■ Assigned task ■
Everything in the listing below should be repeated exactly.

☆ ☆ ☆

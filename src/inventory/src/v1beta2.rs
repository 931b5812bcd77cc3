// Copyright 2025 Red Hat, Inc.
//
// Licensed under the Apache License, Version 2.0 (the "License");
// you may not use this file except in compliance with the License.
// You may obtain a copy of the License at
//
//     https://www.apache.org/licenses/LICENSE-2.0
//
// Unless required by applicable law or agreed to in writing, software
// distributed under the License is distributed on an "AS IS" BASIS,
// WITHOUT WARRANTIES OR CONDITIONS OF ANY KIND, either express or implied.
// See the License for the specific language governing permissions and
// limitations under the License.

//! Generated types and stubs for `kessel.inventory.v1beta2`, plus the entry
//! point to build a connected client.

use crate::channel::AuthChannel;
use crate::client_builder::ClientBuilder;

include!("generated/kessel.inventory.v1beta2.rs");

/// The client type produced by [client_builder].
pub type InventoryClient =
    kessel_inventory_service_client::KesselInventoryServiceClient<AuthChannel>;

/// Creates a [ClientBuilder] for the inventory service at `target`.
///
/// # Example
/// ```no_run
/// # use kessel_inventory::v1beta2;
/// # fn sample() -> kessel_errors::Result<()> {
/// let (client, connection) = v1beta2::client_builder("https://inventory.example.com:9000")
///     .build()?;
/// # Ok(()) }
/// ```
pub fn client_builder(target: impl Into<String>) -> ClientBuilder<InventoryClient> {
    ClientBuilder::new(target, |channel, limits| {
        kessel_inventory_service_client::KesselInventoryServiceClient::new(channel)
            .max_decoding_message_size(limits.max_receive_message_size)
            .max_encoding_message_size(limits.max_send_message_size)
    })
}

☆ ☆ ☆

■ Reply to the task ■
filename src/inventory/src/v1beta2.rs
repository 931b5812bcd77cc3
// Copyright 2025 Red Hat, Inc.
//
// Licensed under the Apache License, Version 2.0 (the "License");
// you may not use this file except in compliance with the License.
// You may obtain a copy of the License at
//
//     https://www.apache.org/licenses/LICENSE-2.0
//
// Unless required by applicable law or agreed to in writing, software
// distributed under the License is distributed on an "AS IS" BASIS,
// WITHOUT WARRANTIES OR CONDITIONS OF ANY KIND, either express or implied.
// See the License for the specific language governing permissions and
// limitations under the License.

//! Generated types and stubs for `kessel.inventory.v1beta2`, plus the entry
//! point to build a connected client.

use crate::channel::AuthChannel;
use crate::client_builder::ClientBuilder;

include!("generated/kessel.inventory.v1beta2.rs");

/// The client type produced by [client_builder].
pub type InventoryClient =
    kessel_inventory_service_client::KesselInventoryServiceClient<AuthChannel>;

/// Creates a [ClientBuilder] for the inventory service at `target`.
///
/// # Example
/// ```no_run
/// # use kessel_inventory::v1beta2;
/// # fn sample() -> kessel_errors::Result<()> {
/// let (client, connection) = v1beta2::client_builder("https://inventory.example.com:9000")
///     .build()?;
/// # Ok(()) }
/// ```
pub fn client_builder(target: impl Into<String>) -> ClientBuilder<InventoryClient> {
    ClientBuilder::new(target, |channel, limits| {
        kessel_inventory_service_client::KesselInventoryServiceClient::new(channel)
            .max_decoding_message_size(limits.max_receive_message_size)
            .max_encoding_message_size(limits.max_send_message_size)
    })
}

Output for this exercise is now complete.